» Assignment:
Send back the records in full, character for character.
Segment Start: Provided records
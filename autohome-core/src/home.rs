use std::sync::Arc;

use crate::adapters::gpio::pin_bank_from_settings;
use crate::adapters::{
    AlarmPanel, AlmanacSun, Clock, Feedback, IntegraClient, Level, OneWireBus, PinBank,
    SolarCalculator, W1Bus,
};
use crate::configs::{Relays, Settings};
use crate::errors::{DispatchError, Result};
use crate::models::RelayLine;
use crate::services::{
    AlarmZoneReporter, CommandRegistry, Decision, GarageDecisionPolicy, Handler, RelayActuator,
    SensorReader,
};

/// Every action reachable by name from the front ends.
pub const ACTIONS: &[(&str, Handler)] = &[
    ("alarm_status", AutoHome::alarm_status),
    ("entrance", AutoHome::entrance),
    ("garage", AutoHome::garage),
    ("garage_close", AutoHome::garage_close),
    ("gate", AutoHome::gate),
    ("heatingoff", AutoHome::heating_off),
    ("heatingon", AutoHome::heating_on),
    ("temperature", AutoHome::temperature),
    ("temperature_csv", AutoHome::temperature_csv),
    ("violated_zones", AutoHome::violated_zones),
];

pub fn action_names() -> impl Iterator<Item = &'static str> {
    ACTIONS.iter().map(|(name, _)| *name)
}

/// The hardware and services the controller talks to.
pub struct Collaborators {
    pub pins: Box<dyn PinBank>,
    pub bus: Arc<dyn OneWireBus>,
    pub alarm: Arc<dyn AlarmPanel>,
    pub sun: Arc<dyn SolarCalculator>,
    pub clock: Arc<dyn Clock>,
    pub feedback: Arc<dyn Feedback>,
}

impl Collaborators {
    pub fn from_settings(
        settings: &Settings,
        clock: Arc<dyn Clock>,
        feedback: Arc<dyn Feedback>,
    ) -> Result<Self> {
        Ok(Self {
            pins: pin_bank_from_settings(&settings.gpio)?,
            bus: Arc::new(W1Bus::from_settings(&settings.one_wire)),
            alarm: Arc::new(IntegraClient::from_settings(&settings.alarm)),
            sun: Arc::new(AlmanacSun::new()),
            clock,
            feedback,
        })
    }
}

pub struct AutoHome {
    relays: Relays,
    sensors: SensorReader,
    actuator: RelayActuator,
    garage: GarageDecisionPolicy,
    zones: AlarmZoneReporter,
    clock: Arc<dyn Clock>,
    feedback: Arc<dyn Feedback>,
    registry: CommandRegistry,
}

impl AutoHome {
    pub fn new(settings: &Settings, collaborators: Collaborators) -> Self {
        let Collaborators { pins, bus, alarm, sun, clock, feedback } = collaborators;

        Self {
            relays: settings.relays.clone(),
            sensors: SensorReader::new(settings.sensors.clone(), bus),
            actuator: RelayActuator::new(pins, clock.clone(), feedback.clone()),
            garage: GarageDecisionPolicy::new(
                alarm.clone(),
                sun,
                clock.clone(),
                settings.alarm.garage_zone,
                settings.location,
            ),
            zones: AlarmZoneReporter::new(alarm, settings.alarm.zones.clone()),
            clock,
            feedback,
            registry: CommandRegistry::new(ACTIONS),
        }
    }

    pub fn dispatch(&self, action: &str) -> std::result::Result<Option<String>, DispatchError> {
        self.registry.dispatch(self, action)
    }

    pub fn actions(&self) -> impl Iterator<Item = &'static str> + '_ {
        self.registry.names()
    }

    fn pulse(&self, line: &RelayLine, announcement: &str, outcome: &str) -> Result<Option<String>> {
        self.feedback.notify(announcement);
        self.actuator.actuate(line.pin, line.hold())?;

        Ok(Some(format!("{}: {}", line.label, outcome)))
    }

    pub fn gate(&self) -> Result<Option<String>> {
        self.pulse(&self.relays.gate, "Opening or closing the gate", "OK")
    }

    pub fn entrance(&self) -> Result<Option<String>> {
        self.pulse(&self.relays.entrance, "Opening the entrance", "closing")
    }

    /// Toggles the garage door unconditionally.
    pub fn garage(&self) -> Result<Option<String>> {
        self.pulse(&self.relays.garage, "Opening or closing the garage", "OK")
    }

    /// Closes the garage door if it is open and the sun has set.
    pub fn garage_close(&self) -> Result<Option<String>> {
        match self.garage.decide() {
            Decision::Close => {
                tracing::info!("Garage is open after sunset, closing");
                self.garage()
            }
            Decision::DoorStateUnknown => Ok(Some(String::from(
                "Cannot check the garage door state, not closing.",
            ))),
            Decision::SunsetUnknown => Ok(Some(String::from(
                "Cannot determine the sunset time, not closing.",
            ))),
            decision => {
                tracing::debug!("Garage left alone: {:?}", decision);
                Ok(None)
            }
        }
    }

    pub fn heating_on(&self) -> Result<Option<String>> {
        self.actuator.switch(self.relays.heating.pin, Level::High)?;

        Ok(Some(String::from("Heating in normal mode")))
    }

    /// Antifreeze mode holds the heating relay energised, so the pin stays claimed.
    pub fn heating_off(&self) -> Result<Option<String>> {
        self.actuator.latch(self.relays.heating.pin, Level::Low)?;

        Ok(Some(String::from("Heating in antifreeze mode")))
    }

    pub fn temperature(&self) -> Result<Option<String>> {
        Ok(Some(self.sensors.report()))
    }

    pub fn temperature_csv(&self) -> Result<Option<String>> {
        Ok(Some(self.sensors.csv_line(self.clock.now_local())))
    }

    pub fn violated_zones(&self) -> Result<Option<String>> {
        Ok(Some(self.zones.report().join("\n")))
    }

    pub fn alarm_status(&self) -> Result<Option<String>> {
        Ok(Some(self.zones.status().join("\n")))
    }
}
Segment End: Provided records
» Solution below:
filename autohome-core/src/home.rs
use std::sync::Arc;

use crate::adapters::gpio::pin_bank_from_settings;
use crate::adapters::{
    AlarmPanel, AlmanacSun, Clock, Feedback, IntegraClient, Level, OneWireBus, PinBank,
    SolarCalculator, W1Bus,
};
use crate::configs::{Relays, Settings};
use crate::errors::{DispatchError, Result};
use crate::models::RelayLine;
use crate::services::{
    AlarmZoneReporter, CommandRegistry, Decision, GarageDecisionPolicy, Handler, RelayActuator,
    SensorReader,
};

/// Every action reachable by name from the front ends.
pub const ACTIONS: &[(&str, Handler)] = &[
    ("alarm_status", AutoHome::alarm_status),
    ("entrance", AutoHome::entrance),
    ("garage", AutoHome::garage),
    ("garage_close", AutoHome::garage_close),
    ("gate", AutoHome::gate),
    ("heatingoff", AutoHome::heating_off),
    ("heatingon", AutoHome::heating_on),
    ("temperature", AutoHome::temperature),
    ("temperature_csv", AutoHome::temperature_csv),
    ("violated_zones", AutoHome::violated_zones),
];

pub fn action_names() -> impl Iterator<Item = &'static str> {
    ACTIONS.iter().map(|(name, _)| *name)
}

/// The hardware and services the controller talks to.
pub struct Collaborators {
    pub pins: Box<dyn PinBank>,
    pub bus: Arc<dyn OneWireBus>,
    pub alarm: Arc<dyn AlarmPanel>,
    pub sun: Arc<dyn SolarCalculator>,
    pub clock: Arc<dyn Clock>,
    pub feedback: Arc<dyn Feedback>,
}

impl Collaborators {
    pub fn from_settings(
        settings: &Settings,
        clock: Arc<dyn Clock>,
        feedback: Arc<dyn Feedback>,
    ) -> Result<Self> {
        Ok(Self {
            pins: pin_bank_from_settings(&settings.gpio)?,
            bus: Arc::new(W1Bus::from_settings(&settings.one_wire)),
            alarm: Arc::new(IntegraClient::from_settings(&settings.alarm)),
            sun: Arc::new(AlmanacSun::new()),
            clock,
            feedback,
        })
    }
}

pub struct AutoHome {
    relays: Relays,
    sensors: SensorReader,
    actuator: RelayActuator,
    garage: GarageDecisionPolicy,
    zones: AlarmZoneReporter,
    clock: Arc<dyn Clock>,
    feedback: Arc<dyn Feedback>,
    registry: CommandRegistry,
}

impl AutoHome {
    pub fn new(settings: &Settings, collaborators: Collaborators) -> Self {
        let Collaborators { pins, bus, alarm, sun, clock, feedback } = collaborators;

        Self {
            relays: settings.relays.clone(),
            sensors: SensorReader::new(settings.sensors.clone(), bus),
            actuator: RelayActuator::new(pins, clock.clone(), feedback.clone()),
            garage: GarageDecisionPolicy::new(
                alarm.clone(),
                sun,
                clock.clone(),
                settings.alarm.garage_zone,
                settings.location,
            ),
            zones: AlarmZoneReporter::new(alarm, settings.alarm.zones.clone()),
            clock,
            feedback,
            registry: CommandRegistry::new(ACTIONS),
        }
    }

    pub fn dispatch(&self, action: &str) -> std::result::Result<Option<String>, DispatchError> {
        self.registry.dispatch(self, action)
    }

    pub fn actions(&self) -> impl Iterator<Item = &'static str> + '_ {
        self.registry.names()
    }

    fn pulse(&self, line: &RelayLine, announcement: &str, outcome: &str) -> Result<Option<String>> {
        self.feedback.notify(announcement);
        self.actuator.actuate(line.pin, line.hold())?;

        Ok(Some(format!("{}: {}", line.label, outcome)))
    }

    pub fn gate(&self) -> Result<Option<String>> {
        self.pulse(&self.relays.gate, "Opening or closing the gate", "OK")
    }

    pub fn entrance(&self) -> Result<Option<String>> {
        self.pulse(&self.relays.entrance, "Opening the entrance", "closing")
    }

    /// Toggles the garage door unconditionally.
    pub fn garage(&self) -> Result<Option<String>> {
        self.pulse(&self.relays.garage, "Opening or closing the garage", "OK")
    }

    /// Closes the garage door if it is open and the sun has set.
    pub fn garage_close(&self) -> Result<Option<String>> {
        match self.garage.decide() {
            Decision::Close => {
                tracing::info!("Garage is open after sunset, closing");
                self.garage()
            }
            Decision::DoorStateUnknown => Ok(Some(String::from(
                "Cannot check the garage door state, not closing.",
            ))),
            Decision::SunsetUnknown => Ok(Some(String::from(
                "Cannot determine the sunset time, not closing.",
            ))),
            decision => {
                tracing::debug!("Garage left alone: {:?}", decision);
                Ok(None)
            }
        }
    }

    pub fn heating_on(&self) -> Result<Option<String>> {
        self.actuator.switch(self.relays.heating.pin, Level::High)?;

        Ok(Some(String::from("Heating in normal mode")))
    }

    /// Antifreeze mode holds the heating relay energised, so the pin stays claimed.
    pub fn heating_off(&self) -> Result<Option<String>> {
        self.actuator.latch(self.relays.heating.pin, Level::Low)?;

        Ok(Some(String::from("Heating in antifreeze mode")))
    }

    pub fn temperature(&self) -> Result<Option<String>> {
        Ok(Some(self.sensors.report()))
    }

    pub fn temperature_csv(&self) -> Result<Option<String>> {
        Ok(Some(self.sensors.csv_line(self.clock.now_local())))
    }

    pub fn violated_zones(&self) -> Result<Option<String>> {
        Ok(Some(self.zones.report().join("\n")))
    }

    pub fn alarm_status(&self) -> Result<Option<String>> {
        Ok(Some(self.zones.status().join("\n")))
    }
}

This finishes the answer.